Would you filter the listing below so that only lines with the word "struct" remain?

== Data section

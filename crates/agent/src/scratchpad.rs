//! Chain-of-thought scratchpad units.
//!
//! One unit per reasoning iteration: the free-text thought, the action
//! the model chose (if any), and the observation the tool produced.
//! Rendered back into the prompt on the next iteration so the model
//! sees its own prior steps.

use serde_json::Value;

/// A tool call the model requested inside an `Action:` block.
#[derive(Debug, Clone)]
pub struct AgentAction {
    pub action_name: String,
    pub action_input: Value,
}

impl AgentAction {
    /// The reserved pseudo-tool that ends the loop. Matched
    /// case-insensitively; models are inconsistent about capitalization.
    pub fn is_final_answer(&self) -> bool {
        self.action_name.eq_ignore_ascii_case("final answer")
    }

    /// The input coerced to plain text: strings verbatim, anything else
    /// serialized as JSON.
    pub fn input_text(&self) -> String {
        match &self.action_input {
            Value::String(s) => s.clone(),
            other => other.to_string(),
        }
    }
}

/// One iteration of the reasoning loop.
#[derive(Debug, Clone, Default)]
pub struct AgentScratchpadUnit {
    pub thought: String,
    pub action: Option<AgentAction>,
    pub observation: Option<String>,
    pub agent_response: String,
}

impl AgentScratchpadUnit {
    /// Render this unit the way it appears in the prompt.
    pub fn render(&self) -> String {
        let mut out = String::new();
        out.push_str("Thought: ");
        out.push_str(self.thought.trim());
        out.push('\n');
        if let Some(action) = &self.action {
            out.push_str(&format!(
                "Action:\n```json\n{{\"action\": {}, \"action_input\": {}}}\n```\n",
                Value::String(action.action_name.clone()),
                action.action_input
            ));
        }
        if let Some(observation) = &self.observation {
            out.push_str("Observation: ");
            out.push_str(observation);
            out.push('\n');
        }
        out
    }
}

/// Render the whole scratchpad for the next prompt.
pub fn render_scratchpad(units: &[AgentScratchpadUnit]) -> String {
    units.iter().map(AgentScratchpadUnit::render).collect()
}

#[cfg(test)]
mod tests {
    use super::*;

    #[test]
    fn final_answer_matches_case_insensitively() {
        for name in ["Final Answer", "final answer", "FINAL ANSWER"] {
            let action = AgentAction {
                action_name: name.into(),
                action_input: Value::String("42".into()),
            };
            assert!(action.is_final_answer());
        }
        let action = AgentAction {
            action_name: "search".into(),
            action_input: Value::Null,
        };
        assert!(!action.is_final_answer());
    }

    #[test]
    fn input_text_coerces_non_strings_to_json() {
        let action = AgentAction {
            action_name: "Final Answer".into(),
            action_input: serde_json::json!({"answer": 42}),
        };
        assert_eq!(action.input_text(), r#"{"answer":42}"#);
    }

    #[test]
    fn render_includes_action_and_observation() {
        let unit = AgentScratchpadUnit {
            thought: "need the time".into(),
            action: Some(AgentAction {
                action_name: "current_time".into(),
                action_input: serde_json::json!({"timezone": "UTC"}),
            }),
            observation: Some("2026-08-24 12:00".into()),
            agent_response: String::new(),
        };
        let rendered = unit.render();
        assert!(rendered.starts_with("Thought: need the time\n"));
        assert!(rendered.contains(r#""action": "current_time""#));
        assert!(rendered.contains("Observation: 2026-08-24 12:00"));
    }
}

====

**Answer section:**
pub struct AgentAction {
pub struct AgentScratchpadUnit {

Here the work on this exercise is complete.